明明类似的话元以临在前世就听过不少,他不会反驳,不会生气,他对他们的失望和指责毫不在意,他只会继续沉默地做自己的事情。
然而此刻他却情不自禁地解释,解释元期雪早上病得很重,解释钱拿去买药,今天就没有钱住客栈了,外面那么冷,也许还会下雨,还解释说他不是逮着一个人薅羊毛,因为这镇子的人不算富裕……

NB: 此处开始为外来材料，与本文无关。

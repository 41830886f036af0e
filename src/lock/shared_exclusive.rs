use {
    super::{
        identity_of, register_or_test, release_registration, Count, Mode, Order, OrderableLock,
        RawLock, ORDER_UNORDERED,
    },
    crate::auth::{Authorization, LockRequest, MultiReadOneWrite, UnlockRequest},
    parking_lot::{Condvar, Mutex},
    std::mem,
};


/// The canonical shared/exclusive lock with writer priority.
///
/// Any number of shared grants coexist. An exclusive request first queues
/// behind other exclusive requests, then announces itself (`writer_waiting`),
/// which locks out every later shared request until it has drained the
/// current readers and taken the lock. Ties between exclusive requests are
/// broken by arrival at the internal mutex.
///
/// The one exception to the writer exclusion is the writer-reads rule: while
/// a thread holds the exclusive grant, shared requests arriving with the same
/// authorization identity are granted immediately. This lets a writer observe
/// the value it just wrote, and it is what keeps multi-lock sequences through
/// a [`MetaLock`](crate::MetaLock) from blocking on themselves. Such grants
/// survive the exclusive release as ordinary shared grants.
pub struct SharedExclusive {
    state: Mutex<State>,
    read_wait: Condvar,
    write_wait: Condvar,
}

struct State {
    readers: Count,
    /// Threads blocked on `read_wait`: shared acquirers plus exclusive
    /// acquirers still queueing for their turn to announce.
    readers_waiting: Count,
    writer: bool,
    writer_waiting: bool,
    /// Shared grants the current writer gave itself.
    writer_reads: Count,
    /// Identity of the writer's authorization; 0 when there is no writer or
    /// the writer brought no authorization.
    writer_identity: usize,
}

impl SharedExclusive {
    pub const fn new() -> Self {
        Self {
            state: Mutex::new(State {
                readers: 0,
                readers_waiting: 0,
                writer: false,
                writer_waiting: false,
                writer_reads: 0,
                writer_identity: 0,
            }),
            read_wait: Condvar::new(),
            write_wait: Condvar::new(),
        }
    }

    pub(super) fn lock_at(
        &self,
        order: Order,
        auth: Option<&Authorization>,
        mode: Mode,
        blocking: bool,
        test: bool,
    ) -> Option<Count> {
        let mut state = self.state.lock();

        let identity = identity_of(auth);
        let writer_read =
            mode == Mode::Read && identity != 0 && state.writer && state.writer_identity == identity;
        let must_block = match mode {
            Mode::Read => state.writer || state.writer_waiting,
            Mode::Write => state.writer || state.writer_waiting || state.readers > 0,
        };
        let (lock_out, must_block) = if writer_read {
            // The writer observing its own value never waits and never
            // counts against its policy's exclusion flags.
            (false, false)
        } else {
            (state.writer_waiting, must_block)
        };

        let mut request = LockRequest {
            write: mode.is_write(),
            blocking,
            lock_out,
            must_block,
            order,
        };
        if !register_or_test(auth, &mut request, test) {
            return None;
        }

        if writer_read {
            state.writer_reads += 1;
            return Some(state.readers + state.writer_reads);
        }

        if !blocking && must_block {
            if !test {
                release_registration(
                    auth,
                    &UnlockRequest {
                        write: request.write,
                        order,
                    },
                );
            }
            return None;
        }

        match mode {
            Mode::Read => {
                state.readers_waiting += 1;
                while state.writer || state.writer_waiting {
                    self.read_wait.wait(&mut state);
                }
                state.readers_waiting -= 1;
                state.readers += 1;
                Some(state.readers)
            }
            Mode::Write => {
                // Queue until no other writer is announced, then announce.
                // An exclusive release broadcasts `read_wait`, which is what
                // moves the next queued writer forward.
                state.readers_waiting += 1;
                while state.writer_waiting {
                    self.read_wait.wait(&mut state);
                }
                state.readers_waiting -= 1;
                state.writer_waiting = true;
                while state.writer || state.readers > 0 {
                    self.write_wait.wait(&mut state);
                }
                state.writer_waiting = false;
                state.writer = true;
                state.writer_identity = identity;
                debug_assert_eq!(state.writer_reads, 0);
                Some(0)
            }
        }
    }

    pub(super) fn unlock_at(
        &self,
        order: Order,
        auth: Option<&Authorization>,
        mode: Mode,
        test: bool,
    ) -> Option<Count> {
        let mut state = self.state.lock();
        if !test {
            release_registration(
                auth,
                &UnlockRequest {
                    write: mode.is_write(),
                    order,
                },
            );
        }
        match mode {
            Mode::Read => {
                let identity = identity_of(auth);
                if state.writer && identity != 0 && state.writer_identity == identity {
                    if state.writer_reads == 0 {
                        debug_assert!(false, "shared release without a shared grant");
                        return None;
                    }
                    state.writer_reads -= 1;
                    return Some(state.readers + state.writer_reads);
                }
                debug_assert!(!state.writer);
                if state.readers == 0 {
                    debug_assert!(false, "shared release without a shared grant");
                    return None;
                }
                state.readers -= 1;
                if state.readers == 0 && state.writer_waiting {
                    self.write_wait.notify_all();
                }
                Some(state.readers)
            }
            Mode::Write => {
                if !state.writer {
                    debug_assert!(false, "exclusive release without the exclusive grant");
                    return None;
                }
                debug_assert_eq!(state.readers, 0);
                state.writer = false;
                state.writer_identity = 0;
                // Writer-reads grants outlive the exclusive grant as plain
                // shared grants; an announced writer keeps waiting for them.
                state.readers += mem::take(&mut state.writer_reads);
                if state.writer_waiting {
                    self.write_wait.notify_all();
                }
                if state.readers_waiting > 0 {
                    self.read_wait.notify_all();
                }
                Some(0)
            }
        }
    }
}

impl Default for SharedExclusive {
    fn default() -> Self {
        Self::new()
    }
}

impl RawLock for SharedExclusive {
    fn acquire(
        &self,
        auth: Option<&Authorization>,
        mode: Mode,
        blocking: bool,
        test: bool,
    ) -> Option<Count> {
        self.lock_at(ORDER_UNORDERED, auth, mode, blocking, test)
    }

    fn release(&self, auth: Option<&Authorization>, mode: Mode, test: bool) -> Option<Count> {
        self.unlock_at(ORDER_UNORDERED, auth, mode, test)
    }
}

impl super::sealed::Sealed for SharedExclusive {}

impl OrderableLock for SharedExclusive {
    fn acquire_at(
        &self,
        order: Order,
        auth: Option<&Authorization>,
        mode: Mode,
        blocking: bool,
        test: bool,
    ) -> Option<Count> {
        self.lock_at(order, auth, mode, blocking, test)
    }

    fn release_at(
        &self,
        order: Order,
        auth: Option<&Authorization>,
        mode: Mode,
        test: bool,
    ) -> Option<Count> {
        self.unlock_at(order, auth, mode, test)
    }
}

impl super::MatchedPolicy for SharedExclusive {
    type Policy = MultiReadOneWrite;
}

impl Drop for SharedExclusive {
    fn drop(&mut self) {
        let state = self.state.get_mut();
        debug_assert!(
            state.readers == 0
                && state.readers_waiting == 0
                && !state.writer
                && !state.writer_waiting
                && state.writer_reads == 0,
            "lock dropped while held",
        );
    }
}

解释的声音戛然而止,因为他看见元期雪哭了。不是抽泣,只是无声地流着眼泪,沉默不语地望着元以临,从冰山一角的眼神里中仿佛窥探到了她内心蕴藏着的难以言喻的悲伤。
元以临越是盯着这双眼睛,越是觉得自己难以喘息。
“你……你哭什么?”
明明被骂到泥里的那个人是他吧。
“你明明答应过我的,你不会再偷了。”
元以临像被烟灰烫了似的,偏过头去:“你也知道我都不记得了,以前说的那也是以前。”
两人不欢而散,元以临让小二把地上的狼藉清理了,就回到了他租的隔壁房间。
夜里,果然大雨下得噼里啪啦,密集地打在屋顶上,惹得人心烦气躁,难以入眠。
翌日一早,元以临让小二去早点铺子买了些葱油饼和汤面。
他敲响元期雪的门,等了半晌没人开:“我进来了啊。”
然而进到屋子一看,被褥叠得整整齐齐,却连个人影都没有。
元以临摸了摸床榻,已经冷了,人早就走了。
元以临好像没反应过来似的,站在原地一动不动的,放在桌上的早点冷落着,热气都散了。
任性的孩子是不是都是说一套做一套的,曾经多么重视她的仆人,恨不得拿个链子拴在裤腰带上,结果仆人不如她意了,随时就抛弃了不要了。
心狠,无情,连最后一面都不让见。
边陲小镇,廉价的客栈没钱买香料,屋里还隐隐残留着昨天饭菜的油水浸在地板里的味道。
元以临把坨掉的面吃了。
——
元期雪回到客栈的时候天都黑了,她此时已经无比筋疲力竭。
但尽管如此辛劳,她也只堪堪赚到了再租一天客栈的钱。
女子赚钱不易从她这逃亡一路而来早就深有体会。
元期雪知道昨天元以临在她隔壁又租了一间,本想找他去,却发现那屋子黑漆漆的,没有点烛,里面也没人。
只好先回自己房间。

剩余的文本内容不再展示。